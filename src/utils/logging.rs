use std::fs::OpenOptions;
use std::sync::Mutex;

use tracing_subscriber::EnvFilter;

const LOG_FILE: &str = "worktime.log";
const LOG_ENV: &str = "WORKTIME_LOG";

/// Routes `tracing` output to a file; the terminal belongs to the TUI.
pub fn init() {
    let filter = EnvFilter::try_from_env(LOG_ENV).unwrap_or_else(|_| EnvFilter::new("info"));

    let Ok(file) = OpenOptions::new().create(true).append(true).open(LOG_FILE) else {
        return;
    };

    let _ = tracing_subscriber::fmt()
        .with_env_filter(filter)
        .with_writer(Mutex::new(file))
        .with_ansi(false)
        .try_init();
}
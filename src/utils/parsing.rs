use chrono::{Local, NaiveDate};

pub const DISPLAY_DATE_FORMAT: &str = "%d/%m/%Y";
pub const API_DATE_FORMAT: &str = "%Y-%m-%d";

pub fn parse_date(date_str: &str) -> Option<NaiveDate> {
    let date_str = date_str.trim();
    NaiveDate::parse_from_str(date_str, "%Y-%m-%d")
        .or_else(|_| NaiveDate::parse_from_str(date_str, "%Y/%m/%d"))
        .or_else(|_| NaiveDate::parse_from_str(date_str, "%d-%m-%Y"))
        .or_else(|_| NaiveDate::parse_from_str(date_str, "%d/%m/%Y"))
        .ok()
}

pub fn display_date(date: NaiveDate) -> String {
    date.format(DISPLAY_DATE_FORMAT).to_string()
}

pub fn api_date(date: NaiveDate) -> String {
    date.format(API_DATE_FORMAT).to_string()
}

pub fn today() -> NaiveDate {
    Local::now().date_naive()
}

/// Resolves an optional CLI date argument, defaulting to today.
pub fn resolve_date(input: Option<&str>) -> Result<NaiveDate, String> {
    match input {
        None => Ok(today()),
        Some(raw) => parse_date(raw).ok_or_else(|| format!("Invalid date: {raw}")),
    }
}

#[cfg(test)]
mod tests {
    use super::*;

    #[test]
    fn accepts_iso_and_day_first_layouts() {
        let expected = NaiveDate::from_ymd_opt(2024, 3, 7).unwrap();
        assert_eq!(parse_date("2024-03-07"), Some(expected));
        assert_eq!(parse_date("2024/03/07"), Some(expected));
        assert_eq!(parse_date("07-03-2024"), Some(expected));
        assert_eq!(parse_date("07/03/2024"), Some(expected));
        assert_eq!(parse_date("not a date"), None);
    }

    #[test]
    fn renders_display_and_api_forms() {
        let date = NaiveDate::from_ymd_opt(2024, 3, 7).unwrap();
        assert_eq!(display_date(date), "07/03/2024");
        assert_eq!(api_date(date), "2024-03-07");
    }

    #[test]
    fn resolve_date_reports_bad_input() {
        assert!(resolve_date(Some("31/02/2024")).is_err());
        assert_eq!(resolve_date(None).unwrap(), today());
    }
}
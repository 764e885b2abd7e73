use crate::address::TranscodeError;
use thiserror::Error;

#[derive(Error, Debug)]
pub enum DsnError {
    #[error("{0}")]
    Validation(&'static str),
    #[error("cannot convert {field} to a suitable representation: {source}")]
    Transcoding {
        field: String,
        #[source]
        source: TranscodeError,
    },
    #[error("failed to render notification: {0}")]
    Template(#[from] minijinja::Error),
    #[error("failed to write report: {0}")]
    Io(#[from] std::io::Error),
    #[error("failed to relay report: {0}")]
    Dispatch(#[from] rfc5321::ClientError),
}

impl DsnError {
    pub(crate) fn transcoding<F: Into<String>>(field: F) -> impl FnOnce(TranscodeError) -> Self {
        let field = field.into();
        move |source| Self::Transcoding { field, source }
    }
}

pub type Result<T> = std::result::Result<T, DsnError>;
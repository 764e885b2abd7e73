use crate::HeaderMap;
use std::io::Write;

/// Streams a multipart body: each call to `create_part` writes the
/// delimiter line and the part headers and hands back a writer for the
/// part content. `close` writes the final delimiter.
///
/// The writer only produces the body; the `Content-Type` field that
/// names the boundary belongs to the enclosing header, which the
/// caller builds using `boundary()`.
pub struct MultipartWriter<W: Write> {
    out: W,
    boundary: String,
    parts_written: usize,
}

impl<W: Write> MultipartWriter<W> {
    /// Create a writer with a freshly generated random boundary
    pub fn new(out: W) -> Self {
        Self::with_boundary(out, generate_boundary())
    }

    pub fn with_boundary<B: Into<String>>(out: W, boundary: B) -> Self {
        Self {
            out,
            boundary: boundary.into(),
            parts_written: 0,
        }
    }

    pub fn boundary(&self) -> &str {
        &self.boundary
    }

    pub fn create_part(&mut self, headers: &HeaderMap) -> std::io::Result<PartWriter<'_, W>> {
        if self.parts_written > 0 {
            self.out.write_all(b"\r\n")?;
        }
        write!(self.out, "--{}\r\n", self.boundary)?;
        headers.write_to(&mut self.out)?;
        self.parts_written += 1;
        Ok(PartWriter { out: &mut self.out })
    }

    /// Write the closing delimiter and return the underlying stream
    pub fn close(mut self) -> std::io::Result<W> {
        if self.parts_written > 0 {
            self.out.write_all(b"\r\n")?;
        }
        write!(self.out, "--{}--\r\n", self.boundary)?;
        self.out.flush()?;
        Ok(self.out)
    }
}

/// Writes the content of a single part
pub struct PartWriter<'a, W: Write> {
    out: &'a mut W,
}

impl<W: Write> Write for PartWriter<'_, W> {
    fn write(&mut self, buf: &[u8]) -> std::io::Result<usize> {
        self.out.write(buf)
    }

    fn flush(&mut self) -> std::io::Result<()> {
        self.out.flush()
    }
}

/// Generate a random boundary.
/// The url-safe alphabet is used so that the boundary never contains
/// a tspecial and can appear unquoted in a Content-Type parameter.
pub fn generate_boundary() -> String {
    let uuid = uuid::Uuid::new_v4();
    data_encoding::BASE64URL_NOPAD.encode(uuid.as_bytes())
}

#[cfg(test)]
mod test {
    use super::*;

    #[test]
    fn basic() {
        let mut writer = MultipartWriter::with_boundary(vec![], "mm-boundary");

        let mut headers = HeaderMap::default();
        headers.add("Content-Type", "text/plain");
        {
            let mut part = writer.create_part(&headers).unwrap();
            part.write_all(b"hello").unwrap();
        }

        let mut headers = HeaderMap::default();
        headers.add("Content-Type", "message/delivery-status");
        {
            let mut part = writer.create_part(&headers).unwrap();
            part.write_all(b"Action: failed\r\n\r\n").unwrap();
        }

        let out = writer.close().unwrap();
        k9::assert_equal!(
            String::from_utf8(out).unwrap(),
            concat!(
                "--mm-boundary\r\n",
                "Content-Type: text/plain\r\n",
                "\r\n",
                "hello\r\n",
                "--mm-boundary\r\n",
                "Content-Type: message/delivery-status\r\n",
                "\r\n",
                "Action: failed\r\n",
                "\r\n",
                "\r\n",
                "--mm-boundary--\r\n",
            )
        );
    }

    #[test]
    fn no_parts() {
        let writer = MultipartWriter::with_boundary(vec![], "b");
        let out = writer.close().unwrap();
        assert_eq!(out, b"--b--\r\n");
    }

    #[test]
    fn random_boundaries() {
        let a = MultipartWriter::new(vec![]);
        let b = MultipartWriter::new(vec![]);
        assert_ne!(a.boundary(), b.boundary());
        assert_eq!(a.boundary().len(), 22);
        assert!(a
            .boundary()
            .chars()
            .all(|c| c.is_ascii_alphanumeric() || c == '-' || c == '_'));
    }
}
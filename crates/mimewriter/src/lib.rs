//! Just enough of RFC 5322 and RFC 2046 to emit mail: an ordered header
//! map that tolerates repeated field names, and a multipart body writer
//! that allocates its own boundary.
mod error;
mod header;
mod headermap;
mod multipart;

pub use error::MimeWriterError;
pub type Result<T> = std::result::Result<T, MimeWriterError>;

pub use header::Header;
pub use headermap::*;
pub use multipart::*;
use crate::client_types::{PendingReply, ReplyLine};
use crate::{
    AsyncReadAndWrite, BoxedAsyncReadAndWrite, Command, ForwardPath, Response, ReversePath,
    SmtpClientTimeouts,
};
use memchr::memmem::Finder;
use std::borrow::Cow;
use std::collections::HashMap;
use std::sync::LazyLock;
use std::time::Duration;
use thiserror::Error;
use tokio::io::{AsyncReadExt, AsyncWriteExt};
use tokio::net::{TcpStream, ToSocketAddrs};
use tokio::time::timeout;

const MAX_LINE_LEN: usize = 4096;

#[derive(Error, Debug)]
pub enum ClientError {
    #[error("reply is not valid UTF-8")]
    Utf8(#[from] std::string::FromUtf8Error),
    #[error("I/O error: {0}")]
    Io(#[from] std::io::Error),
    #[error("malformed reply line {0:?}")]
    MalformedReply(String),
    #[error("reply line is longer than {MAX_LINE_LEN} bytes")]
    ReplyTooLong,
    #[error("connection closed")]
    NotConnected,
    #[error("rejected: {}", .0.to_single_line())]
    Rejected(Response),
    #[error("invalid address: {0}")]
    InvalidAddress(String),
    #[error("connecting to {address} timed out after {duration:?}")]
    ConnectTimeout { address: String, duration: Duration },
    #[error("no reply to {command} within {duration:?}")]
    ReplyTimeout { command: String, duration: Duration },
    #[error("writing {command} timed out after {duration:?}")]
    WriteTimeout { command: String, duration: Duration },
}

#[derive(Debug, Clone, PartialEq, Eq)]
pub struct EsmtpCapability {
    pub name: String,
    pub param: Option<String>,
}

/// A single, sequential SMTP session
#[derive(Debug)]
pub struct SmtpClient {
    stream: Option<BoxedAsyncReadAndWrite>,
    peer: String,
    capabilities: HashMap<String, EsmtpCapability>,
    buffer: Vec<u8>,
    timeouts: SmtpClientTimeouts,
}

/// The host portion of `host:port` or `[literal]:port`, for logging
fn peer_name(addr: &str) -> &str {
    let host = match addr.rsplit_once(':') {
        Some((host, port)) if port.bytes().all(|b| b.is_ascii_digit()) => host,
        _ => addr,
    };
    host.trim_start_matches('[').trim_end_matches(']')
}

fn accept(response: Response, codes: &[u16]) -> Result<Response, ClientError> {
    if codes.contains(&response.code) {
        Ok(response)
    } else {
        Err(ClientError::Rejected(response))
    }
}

#####

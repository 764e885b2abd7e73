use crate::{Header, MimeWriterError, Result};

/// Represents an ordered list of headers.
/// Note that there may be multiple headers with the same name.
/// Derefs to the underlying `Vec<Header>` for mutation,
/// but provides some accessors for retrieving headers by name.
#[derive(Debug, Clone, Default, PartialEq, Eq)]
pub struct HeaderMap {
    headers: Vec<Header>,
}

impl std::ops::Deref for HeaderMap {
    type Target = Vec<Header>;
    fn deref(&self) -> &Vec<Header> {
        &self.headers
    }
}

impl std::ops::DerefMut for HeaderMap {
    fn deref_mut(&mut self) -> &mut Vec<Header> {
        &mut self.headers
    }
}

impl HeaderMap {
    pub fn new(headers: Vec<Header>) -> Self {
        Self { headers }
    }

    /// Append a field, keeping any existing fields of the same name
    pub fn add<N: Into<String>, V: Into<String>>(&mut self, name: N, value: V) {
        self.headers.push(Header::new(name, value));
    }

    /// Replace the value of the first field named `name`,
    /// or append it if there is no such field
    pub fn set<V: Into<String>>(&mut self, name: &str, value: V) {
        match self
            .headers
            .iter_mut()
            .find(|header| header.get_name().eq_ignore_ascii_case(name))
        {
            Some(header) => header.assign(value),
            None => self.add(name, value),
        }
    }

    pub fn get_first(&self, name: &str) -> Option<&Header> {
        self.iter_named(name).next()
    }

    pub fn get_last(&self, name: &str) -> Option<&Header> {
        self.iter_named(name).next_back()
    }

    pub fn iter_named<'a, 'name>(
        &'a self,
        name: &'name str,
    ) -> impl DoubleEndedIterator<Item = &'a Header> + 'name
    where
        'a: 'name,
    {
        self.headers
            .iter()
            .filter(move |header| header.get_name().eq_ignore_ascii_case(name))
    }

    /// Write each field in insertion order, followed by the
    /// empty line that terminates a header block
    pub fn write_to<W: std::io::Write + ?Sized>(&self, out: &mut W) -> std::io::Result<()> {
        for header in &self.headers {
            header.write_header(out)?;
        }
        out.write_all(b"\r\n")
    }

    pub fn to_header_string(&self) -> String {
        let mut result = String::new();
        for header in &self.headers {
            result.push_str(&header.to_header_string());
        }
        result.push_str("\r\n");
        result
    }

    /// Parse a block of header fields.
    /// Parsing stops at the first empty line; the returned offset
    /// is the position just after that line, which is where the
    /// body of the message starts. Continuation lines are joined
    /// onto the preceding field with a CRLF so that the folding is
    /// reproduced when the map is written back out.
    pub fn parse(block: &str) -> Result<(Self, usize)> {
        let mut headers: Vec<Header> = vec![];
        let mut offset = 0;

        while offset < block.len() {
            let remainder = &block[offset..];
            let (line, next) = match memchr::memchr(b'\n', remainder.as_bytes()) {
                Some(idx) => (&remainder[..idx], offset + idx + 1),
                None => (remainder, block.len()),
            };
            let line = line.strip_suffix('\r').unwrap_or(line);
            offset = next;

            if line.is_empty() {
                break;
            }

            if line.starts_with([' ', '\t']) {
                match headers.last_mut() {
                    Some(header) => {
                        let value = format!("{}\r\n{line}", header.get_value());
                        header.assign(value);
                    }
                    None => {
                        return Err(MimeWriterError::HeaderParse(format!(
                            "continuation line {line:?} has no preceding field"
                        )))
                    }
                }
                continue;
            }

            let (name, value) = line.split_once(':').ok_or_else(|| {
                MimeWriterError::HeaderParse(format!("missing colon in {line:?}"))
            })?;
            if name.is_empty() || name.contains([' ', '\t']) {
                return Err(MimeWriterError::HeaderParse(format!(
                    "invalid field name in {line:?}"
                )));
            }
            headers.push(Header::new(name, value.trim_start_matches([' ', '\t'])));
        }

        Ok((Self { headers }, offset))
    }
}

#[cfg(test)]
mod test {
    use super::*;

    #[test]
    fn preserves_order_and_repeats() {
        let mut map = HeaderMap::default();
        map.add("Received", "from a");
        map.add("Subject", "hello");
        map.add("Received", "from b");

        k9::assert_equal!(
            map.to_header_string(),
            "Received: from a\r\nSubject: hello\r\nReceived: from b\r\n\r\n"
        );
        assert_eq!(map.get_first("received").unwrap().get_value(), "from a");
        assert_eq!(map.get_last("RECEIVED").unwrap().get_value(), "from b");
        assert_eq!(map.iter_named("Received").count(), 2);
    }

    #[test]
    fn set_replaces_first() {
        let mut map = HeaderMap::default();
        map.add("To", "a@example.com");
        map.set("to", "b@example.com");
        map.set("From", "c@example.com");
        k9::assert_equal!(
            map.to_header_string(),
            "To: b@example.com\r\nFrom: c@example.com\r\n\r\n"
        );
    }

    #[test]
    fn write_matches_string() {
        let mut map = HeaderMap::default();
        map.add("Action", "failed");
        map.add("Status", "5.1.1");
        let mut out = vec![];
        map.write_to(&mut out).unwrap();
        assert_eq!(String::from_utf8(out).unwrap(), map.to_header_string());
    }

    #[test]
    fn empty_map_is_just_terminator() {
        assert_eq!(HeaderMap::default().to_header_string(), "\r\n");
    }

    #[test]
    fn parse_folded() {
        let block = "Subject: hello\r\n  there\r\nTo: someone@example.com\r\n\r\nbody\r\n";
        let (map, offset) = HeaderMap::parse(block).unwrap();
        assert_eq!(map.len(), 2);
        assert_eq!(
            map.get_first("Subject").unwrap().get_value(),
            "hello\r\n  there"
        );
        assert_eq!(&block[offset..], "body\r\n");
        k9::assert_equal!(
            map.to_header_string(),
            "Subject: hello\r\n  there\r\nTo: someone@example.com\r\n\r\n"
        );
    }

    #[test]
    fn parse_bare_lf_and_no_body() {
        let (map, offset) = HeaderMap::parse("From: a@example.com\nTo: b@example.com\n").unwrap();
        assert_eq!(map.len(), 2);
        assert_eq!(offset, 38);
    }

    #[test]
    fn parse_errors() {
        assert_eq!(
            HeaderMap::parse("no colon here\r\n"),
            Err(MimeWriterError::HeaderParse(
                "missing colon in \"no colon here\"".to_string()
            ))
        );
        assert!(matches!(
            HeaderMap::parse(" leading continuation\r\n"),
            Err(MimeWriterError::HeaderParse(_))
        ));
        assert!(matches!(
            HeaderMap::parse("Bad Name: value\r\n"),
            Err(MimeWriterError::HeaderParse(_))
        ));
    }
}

#####

*WHAT IS NEEDED*. Check each line of the material above for the word "someone", then state how many lines hold it. Only the number.

*SOLUTION TO THE PROBLEM*. 2